I know a bunch of folks that have beaten it. Here's hoping for another.


----------



## Guitar101 (Jan 19, 2011)

Milkman said:


> Ironically, I do several benefit shows each year for cancer research, including one specifically dedicated to breast cancer research. Seems all the more worthwhile now.


It's payback time for you and your wife. Thanks to the hard work by you and many others. More people are beating this dreaded disease than ever before. I heard yesterday that my wife's sister just got the same diagnosis. Stay positive, she's not alone in this battle.


----------



## GuitarsCanada (Dec 30, 2005)

Mike, I am very sorry to hear this. I cant think of any words to say other than I hope they can beat this thing for her, you and your family. Tell her to stay as positive as she can and beat this thing.


----------



## mhammer (Nov 30, 2007)

The stories of folks who enter that dark tunnel, and emerge out the other side back into the light, are becoming more numerous. One of my cousins, a judge in fact, was diagnosed with breast cancer in her late 40's. It was tough slogging for 18 months or so, but she's back in the saddle, with her own hair, enjoying life, and meting out justice.

These days, if you get diagnosed 10 minutes later, there's something new to help on the horizon. At least part of what improves prognosis is the tremendous exchange of information amongst health professionals that the internet has facilitated. Were it 30 years ago, those same oncologists would have exchanged ideas at conferences maybe once or twice a year, and scanned the journals, but they would have stumbled onto good ideas and treatments more slowly. Certainly a huge improvement over what would have been the case sixty years ago, but nowhere near the blinding speed we see today.
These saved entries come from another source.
//! Synchronization primitives with priority donation.
//!
//! Semaphore, lock and condition variable, layered the way Pintos'
//! `synch.c` does: locks are semaphores-of-one plus a `holder` field and
//! donation bookkeeping, condition variables are waiter lists of
//! per-waiter semaphores.

use alloc::collections::{BTreeMap, VecDeque};
use alloc::vec::Vec;
use core::sync::atomic::{AtomicUsize, Ordering};

use spin::Mutex;

use crate::kernel::interrupt::IntrGuard;
use crate::kernel::scheduler;
use crate::kernel::thread::{self, Tid, MAX_NESTED_DEPTH};

pub struct Semaphore {
    inner: Mutex<SemaphoreState>,
}

struct SemaphoreState {
    value: usize,
    waiters: VecDeque<Tid>,
}

impl Semaphore {
    pub const fn new(value: usize) -> Self {
        Semaphore {
            inner: Mutex::new(SemaphoreState {
                value,
                waiters: VecDeque::new(),
            }),
        }
    }

    /// Block the calling thread until the semaphore has a free unit.
    pub fn down(&self) {
        loop {
            let _guard = IntrGuard::new();
            let mut state = self.inner.lock();
            if state.value > 0 {
                state.value -= 1;
                return;
            }
            let me = thread::current_tid();
            state.waiters.push_back(me);
            drop(state);
            scheduler::block_current();
        }
    }

    pub fn try_down(&self) -> bool {
        let _guard = IntrGuard::new();
        let mut state = self.inner.lock();
        if state.value > 0 {
            state.value -= 1;
            true
        } else {
            false
        }
    }

    pub fn up(&self) {
        let _guard = IntrGuard::new();
        let mut state = self.inner.lock();
        state.value += 1;
        if let Some(waiter) = pop_highest_priority(&mut state.waiters) {
            drop(state);
            scheduler::unblock(waiter);
        }
    }
}

fn pop_highest_priority(waiters: &mut VecDeque<Tid>) -> Option<Tid> {
    if waiters.is_empty() {
        return None;
    }
    let mut best_idx = 0;
    let mut best_pri = i32::MIN;
    for (i, tid) in waiters.iter().enumerate() {
        let pri = thread::with_thread(*tid, |t| t.priority).unwrap_or(i32::MIN);
        if pri > best_pri {
            best_pri = pri;
            best_idx = i;
        }
    }
    waiters.remove(best_idx)
}

static NEXT_LOCK_ID: AtomicUsize = AtomicUsize::new(1);

/// Lock id -> current holder, kept alongside each `Lock`'s own `holder`
/// field so `donate_priority_chain` can look up an arbitrary lock further
/// down the chain without holding a reference to it -- Pintos's C code gets
/// this for free by following `wait_on_lock` as a direct pointer.
static LOCK_HOLDERS: Mutex<BTreeMap<usize, Tid>> = Mutex::new(BTreeMap::new());

pub struct Lock {
    id: usize,
    sema: Semaphore,
    holder: Mutex<Option<Tid>>,
}

impl Lock {
    pub fn new() -> Self {
        Lock {
            id: NEXT_LOCK_ID.fetch_add(1, Ordering::SeqCst),
            sema: Semaphore::new(1),
            holder: Mutex::new(None),
        }
    }

    pub fn id(&self) -> usize {
        self.id
    }

    pub fn is_held_by_current(&self) -> bool {
        *self.holder.lock() == Some(thread::current_tid())
    }

    pub fn acquire(&self) {
        let me = thread::current_tid();
        if !self.sema.try_down() {
            thread::with_thread(me, |t| {
                t.wait_on_lock = thread::WaitTarget::Lock(self.id);
            });
            self.donate_priority_chain(me);
            self.sema.down();
        }
        thread::with_thread(me, |t| {
            t.wait_on_lock = thread::WaitTarget::None;
        });
        *self.holder.lock() = Some(me);
        LOCK_HOLDERS.lock().insert(self.id, me);
    }

    /// Walk the chain of locks the acquiring thread is blocked behind,
    /// bumping each holder's priority if the acquirer's is higher and
    /// following that holder's own `wait_on_lock` to the *next* lock in the
    /// chain. Bounded to `MAX_NESTED_DEPTH` to match the nested-donation
    /// guarantee the scheduler assumes.
    fn donate_priority_chain(&self, acquirer: Tid) {
        let mut lock_id = self.id;
        let mut depth = 0;
        let mut current = acquirer;
        loop {
            if depth >= MAX_NESTED_DEPTH {
                break;
            }
            let holder = LOCK_HOLDERS.lock().get(&lock_id).copied();
            let Some(holder) = holder else { break };
            let acquirer_pri = thread::with_thread(current, |t| t.priority).unwrap_or(0);
            let mut next_lock = None;
            thread::with_thread(holder, |t| {
                if acquirer_pri > t.priority {
                    t.priority = acquirer_pri;
                    if !t.donations.contains(&current) {
                        t.donations.push(current);
                    }
                }
                if let thread::WaitTarget::Lock(l) = t.wait_on_lock {
                    next_lock = Some(l);
                }
            });
            match next_lock {
                Some(l) => {
                    lock_id = l;
                    current = holder;
                    depth += 1;
                }
                None => break,
            }
        }
    }

    pub fn release(&self) {
        let me = thread::current_tid();
        let my_lock = thread::WaitTarget::Lock(self.id);
        let donors: Vec<Tid> = thread::with_thread(me, |t| t.donations.clone()).unwrap_or_default();

        // Only a donation tied to *this* lock goes away on this release --
        // a donor still blocked on a different lock this thread holds keeps
        // its boost alive (Pintos's donate-multiple case).
        let mut remaining = Vec::new();
        let mut remaining_max = None;
        for donor in donors {
            let info = thread::with_thread(donor, |t| (t.wait_on_lock, t.priority));
            match info {
                Some((wait_on, pri)) if wait_on != my_lock => {
                    remaining_max = Some(remaining_max.map_or(pri, |m: i32| m.max(pri)));
                    remaining.push(donor);
                }
                _ => {}
            }
        }

        thread::with_thread(me, |t| {
            t.donations = remaining;
            t.priority = t.original_priority.max(remaining_max.unwrap_or(t.original_priority));
        });
        *self.holder.lock() = None;
        LOCK_HOLDERS.lock().remove(&self.id);
        self.sema.up();
    }
}

impl Default for Lock {
    fn default() -> Self {
        Self::new()
    }
}

pub struct Condvar {
    waiters: Mutex<VecDeque<Tid>>,
}

impl Condvar {
    pub const fn new() -> Self {
        Condvar {
            waiters: Mutex::new(VecDeque::new()),
        }
    }

    /// Caller must hold `lock`. Releases it, blocks, and reacquires it
    /// before returning.
    pub fn wait(&self, lock: &Lock) {
        assert!(lock.is_held_by_current());
        let me = thread::current_tid();
        self.waiters.lock().push_back(me);
        lock.release();
        scheduler::block_current();
        lock.acquire();
    }

    pub fn signal(&self, _lock: &Lock) {
        let mut waiters = self.waiters.lock();
        if let Some(waiter) = pop_highest_priority(&mut waiters) {
            drop(waiters);
            scheduler::unblock(waiter);
        }
    }

    pub fn broadcast(&self, lock: &Lock) {
        while !self.waiters.lock().is_empty() {
            self.signal(lock);
        }
    }
}

impl Default for Condvar {
    fn default() -> Self {
        Self::new()
    }
}

#[cfg(test)]
mod tests {
    use super::*;

    #[test]
    fn semaphore_basic() {
        let _ = thread::init("idle-sem");
        let sem = Semaphore::new(1);
        assert!(sem.try_down());
        assert!(!sem.try_down());
        sem.up();
        assert!(sem.try_down());
    }

    #[test]
    fn lock_tracks_holder() {
        let _ = thread::init("idle-lock");
        let lock = Lock::new();
        lock.acquire();
        assert!(lock.is_held_by_current());
        lock.release();
        assert!(!lock.is_held_by_current());
    }

    #[test]
    fn donation_propagates_through_a_chain_of_two_locks() {
        let _ = thread::init("idle-donate-chain");
        let low = thread::create("low", 10);
        let mid = thread::create("mid", 20);
        let high = thread::create("high", 30);

        let lock_a = Lock::new();
        let lock_b = Lock::new();

        // low holds lock_a; mid holds lock_b and is blocked on lock_a.
        LOCK_HOLDERS.lock().insert(lock_a.id, low);
        LOCK_HOLDERS.lock().insert(lock_b.id, mid);
        thread::with_thread(mid, |t| t.wait_on_lock = thread::WaitTarget::Lock(lock_a.id));

        lock_b.donate_priority_chain(high);

        assert_eq!(thread::with_thread(mid, |t| t.priority), Some(30));
        assert_eq!(thread::with_thread(low, |t| t.priority), Some(30));
    }

    #[test]
    fn release_only_clears_donations_tied_to_this_lock() {
        let _ = thread::init("idle-donate-multi");
        let holder = thread::create("holder", 10);
        let donor_a = thread::create("donor_a", 20);
        let donor_b = thread::create("donor_b", 30);

        let lock_a = Lock::new();
        let lock_b = Lock::new();

        thread::set_current(holder);
        *lock_a.holder.lock() = Some(holder);
        LOCK_HOLDERS.lock().insert(lock_a.id, holder);
        *lock_b.holder.lock() = Some(holder);
        LOCK_HOLDERS.lock().insert(lock_b.id, holder);

        thread::with_thread(donor_a, |t| t.wait_on_lock = thread::WaitTarget::Lock(lock_a.id));
        thread::with_thread(donor_b, |t| t.wait_on_lock = thread::WaitTarget::Lock(lock_b.id));
        thread::with_thread(holder, |t| {
            t.priority = 30;
            t.donations = alloc::vec![donor_a, donor_b];
        });

        lock_a.release();

        // donor_b's donation is for lock_b, still held -- must survive.
        assert_eq!(thread::with_thread(holder, |t| t.priority), Some(30));
        assert_eq!(thread::with_thread(holder, |t| t.donations.clone()), Some(alloc::vec![donor_b]));
    }
}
I suppose you can think of it as a battle, but really it's a job. A sh***y job you have to plan your life around, each and every stinking day, and slug it out with....until you get a better one. Like any lousy job, you look for the little things each day that make it bearable. A little bit of "psychological sunshine" here and there helps.
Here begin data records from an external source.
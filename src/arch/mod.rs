//! Architecture abstraction layer.
//!
//! Only x86_64 is supported; this module exists so the rest of the kernel
//! can write `crate::arch::X` without spelling out the target arch, the way
//! a multi-arch kernel would, even though there's presently one backend.

#[cfg(target_arch = "x86_64")]
pub mod x86_64;

#[cfg(target_arch = "x86_64")]
pub use self::x86_64::trapframe::TrapFrame;
#[cfg(target_arch = "x86_64")]
pub use self::x86_64::{CpuContext, switch_to};
//! Program loading is consumed through a narrow interface: parsing an
//! executable's segments and building its initial address space is
//! external-collaborator territory (ELF loader details), just as the
//! on-disk filesystem is. [`ProgramLoader`] is the seam, mirroring
//! [`crate::mm::fs::FileSystem`]'s pattern of a trait plus a null default.

use alloc::boxed::Box;
use spin::RwLock;

use crate::mm::page::Va;

pub struct LoadedProgram {
    pub entry_point: Va,
    pub initial_stack: Va,
}

pub trait ProgramLoader: Send + Sync {
    /// Parse `name` and populate `tid`'s address space with its segments as
    /// `Uninit` pages. Returns the entry point and initial stack top on
    /// success.
    fn load(&self, tid: crate::kernel::thread::Tid, name: &str) -> Option<LoadedProgram>;
}

struct NullLoader;

impl ProgramLoader for NullLoader {
    fn load(&self, _tid: crate::kernel::thread::Tid, _name: &str) -> Option<LoadedProgram> {
        None
    }
}

static LOADER: RwLock<Option<Box<dyn ProgramLoader>>> = RwLock::new(None);

pub fn set_loader(loader: Box<dyn ProgramLoader>) {
    *LOADER.write() = Some(loader);
}

pub fn load(tid: crate::kernel::thread::Tid, name: &str) -> Option<LoadedProgram> {
    match LOADER.read().as_ref() {
        Some(loader) => loader.load(tid, name),
        None => NullLoader.load(tid, name),
    }
}

#[cfg(test)]
mod tests {
    use super::*;

    #[test]
    fn no_loader_installed_means_every_load_fails() {
        assert!(load(1, "shell").is_none());
    }
}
Thumbs up to you and your wife. She's got "the milkman" in her corner.


----------



## Chito (Feb 17, 2006)

Sorry to hear Mike. I've heard a lot of good news regarding folks who have beaten it. Stay positive and hope things work out for the best.


----------



## Swervin55 (Oct 30, 2009)

Attitude seems almost important as the treatment. Chins up. I know everyone here is in your corner. Best of everything to you and your wife.

Swervin


----------



## JCJ (Jan 3, 2008)

Please let me also add to the wishes of support for you and your wife.


----------



## washburned (Oct 13, 2006)

I'm praying for you, and hoping that you both will be among the growing number of couples who beat cancer.


----------



## greco (Jul 15, 2007)

Mike and family.....My thoughts and hopes for a full and speedy recovery for your wife go out to all of you.

Dave


----------



## gtone (Nov 1, 2009)

All the best to you and your wife - we'll join those thinking and praying for you both.


----------



## keto (May 23, 2006)

I can't say it better than what's been said all ready. Best wishes and keep your chins up.


----------



## mario (Feb 18, 2006)

My mother had this 35 years ago and is still around (76) and doing great. As everyone else has mentioned try to stay brave and positive. All the best to you and your wife.


----------



## Stratin2traynor (Sep 27, 2006)

I've been making monthly donations to Canadian Cancer Society for almost 20 years now since my wife battled bladder cancer. Our thoughts and prayers are with your family. It can be a dirty battle at times but keep slugging it out. There is more and more light at the end of the tunnel.


----------



## Hamstrung (Sep 21, 2007)

All positive thoughts your way that she joins the growing ranks of survivors.


----------



## Ti-Ron (Mar 21, 2007)

Be strong, be positive! Best wishes to your wife and all the family.


----------



## puckhead (Sep 8, 2008)

thoughts, prayers and mojo sent.
stay strong.


----------



## Mooh (Mar 7, 2007)

Our hopes and prayers for you both. Wonderful things are done nowadays to beat cancer. My brother and Dad are cancer survivors, my sister was not but might be today with all the advances in treatment. Cancer charities are as worthy now as ever. 

Good luck!

Peace, Mooh.


----------



## bw66 (Dec 17, 2009)

Prayers sent. Its a nasty disease, but there are more survivors every day. And many come through with a fresh perspective.


----------



## ajcoholic (Feb 5, 2006)

Thats tough news - I have had many friends and family (including my father 2X) go through this but I can only imagine being even more difficult if it was my wife. Stay as positive as you can - I firmly believe the mindset plays a huge part of how people get through things like this. Stay positive (at least as much as possible)!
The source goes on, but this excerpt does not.